■ WORK ITEM ■
With the records in front of you, set every one of them down exactly.

DATA FOR THE TASK Block Start

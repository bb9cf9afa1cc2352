pub mod forum_service;
pub mod profile_service;
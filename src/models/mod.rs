pub mod comment;
pub mod post;
pub mod session;
pub mod user;

pub use comment::*;
pub use post::*;
pub use session::*;
pub use user::*;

DATA FOR THE TASK Block End

■ REPLY ■
repository bb9cf9afa1cc2352
pub mod forum_service;
pub mod profile_service;
filename src/models/mod.rs
pub mod comment;
pub mod post;
pub mod session;
pub mod user;

pub use comment::*;
pub use post::*;
pub use session::*;
pub use user::*;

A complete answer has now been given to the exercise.